The graphs that show the C1 compile queue size over time, do not significantly differ from the baseline, nor is there a difference between the individual modes.
\\\\
For C2, we can not correlate the variation of the compile queue size over time with the benchmark performance.
\\\\
Figure \ref{f:octane_queue_richards_separate_c2} shows the C2 compile queue of the Octane Richards benchmark. As expected, due to removing steps from the tiered compilation, we increase the load on C2 in \texttt{Mode 0} and \texttt{Mode 1} with compile queue peaks at around 20 scheduled compilations. Nevertheless, these modes have a performance increase of close to 50\% better than the baseline. \texttt{Mode 2}, which was designed to keep the original tiered compilation steps unmodified, does not have similar peaks but nevertheless achieves similar performance.
\\\\
EarleyBoyer's compile queue is displayed in Figure \ref{f:octane_queue_richards_separate_c2}. \texttt{Mode 1} performs better than the other two modes and compared to \texttt{Mode 0} puts even more pressure on the compile queue.
It is interesting that in this particular benchmark even the baseline version puts a lot of pressure on the compile queue early on.
\\\\
In Figure \ref{f:octane_queue_navierstokes_separate_c2} we see NavierStokes' compile queue. \texttt{Mode 2} performs best but we can not derive any indications why this is the case from looking at the queue size.
\\\\
The Deltablue benchmark shown in Figure \ref{f:octane_queue_deltablue_separate_c2} has the worst performance when using cached profiles but the compile queue size looks very similar to the one of the Richards benchmark, where performance is significantly better.
\\\\
We will abstain from looking at the SPECjvm benchmarks, since they do not offer any new insights.
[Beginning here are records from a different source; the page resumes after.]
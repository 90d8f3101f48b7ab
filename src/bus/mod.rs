//! Routing: the event manager and the named-manager registry.
//!
//! - [`EventManager`] — listener registry + FIFO queue + deferred dispatch
//! - [`Registry`] — named managers with a mutable "current" selection
//!
//! The data model these route lives in [`events`](crate::events).

mod manager;
mod registry;

pub use manager::{Callback, EventManager, SubscriptionId};
pub use registry::Registry;
//! # Conventional event names and their argument schemas.
//!
//! The bus is pure routing: it guarantees delivery, not validity. Producers
//! and consumers agree on a schema per event name; this module documents the
//! convention used by the application's external collaborators (input
//! capture, on-screen UI, world state) and exports the names as constants so
//! call sites don't scatter string literals.
//!
//! ## Schema table
//!
//! | Event | Producer | Arguments |
//! |-------|----------|-----------|
//! | [`POINTER_MOVED`] | input capture | `Xabs`, `Yabs`, `Zabs` (wheel), `Xrel`, `Yrel`, `Zrel` — int |
//! | [`POINTER_PRESSED`] | input capture | `Xabs`, `Yabs` int; `id` int (button) |
//! | [`POINTER_RELEASED`] | input capture | `Xabs`, `Yabs` int; `id` int (button) |
//! | [`KEY_PRESSED`] | input capture | `key` int (keycode); `text` int (character) |
//! | [`KEY_RELEASED`] | input capture | `key` int (keycode) |
//! | [`RESIZE_WORLD`] | UI | `X`, `Y`, `Z` — int |
//! | [`PAINT_VOXEL`] | UI | `matter` str; `x`, `y`, `z`, `radius` — int |
//! | [`LOAD_WORLD`] | UI / driving loop | `data` str (map path) |
//! | [`SAVE_WORLD`] | UI | `data` str (map path) |
//! | [`WORLD_CREATED`] | world state | *(empty)* |
//! | [`WORLD_RESIZED`] | world state | *(empty)* |
//! | [`VOXEL_CHANGED`] | world state | `matter` str; `x`, `y`, `z` — int |
//! | [`MARKER_RADIUS_CHANGED`] | UI | `radius` int |
//! | [`QUIT`] | UI / input capture | *(empty)* |

/// Pointer motion, absolute and relative coordinates plus wheel.
pub const POINTER_MOVED: &str = "pointerMoved";
/// Pointer button press at an absolute position.
pub const POINTER_PRESSED: &str = "pointerPressed";
/// Pointer button release at an absolute position.
pub const POINTER_RELEASED: &str = "pointerReleased";
/// Keyboard key press (keycode + typed character).
pub const KEY_PRESSED: &str = "keyPressed";
/// Keyboard key release.
pub const KEY_RELEASED: &str = "keyReleased";
/// Request to resize the world grid.
pub const RESIZE_WORLD: &str = "resizeWorld";
/// Request to paint a sphere of matter into the world.
pub const PAINT_VOXEL: &str = "paintVoxel";
/// Request to load a world from storage.
pub const LOAD_WORLD: &str = "loadWorld";
/// Request to save the world to storage.
pub const SAVE_WORLD: &str = "saveWorld";
/// Notification: a fresh world finished building.
pub const WORLD_CREATED: &str = "worldCreated";
/// Notification: the world grid was resized.
pub const WORLD_RESIZED: &str = "worldResized";
/// Notification: one voxel changed matter.
pub const VOXEL_CHANGED: &str = "voxelChanged";
/// Notification: the paint-marker radius changed.
pub const MARKER_RADIUS_CHANGED: &str = "markerRadiusChanged";
/// Request to leave the driving loop.
pub const QUIT: &str = "quit";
The graphs can be found in the Appendix \ref{a:additional_graphs}.
\\\\
The detailed analysis of the compile queue shows that our thoughts about the effect on the compile queue were not unfounded for most of the selected benchmarks. However, we were not able to relate these influences to actual performance effects. Especially, overloading the compile queue does not necessarily affect performance negatively.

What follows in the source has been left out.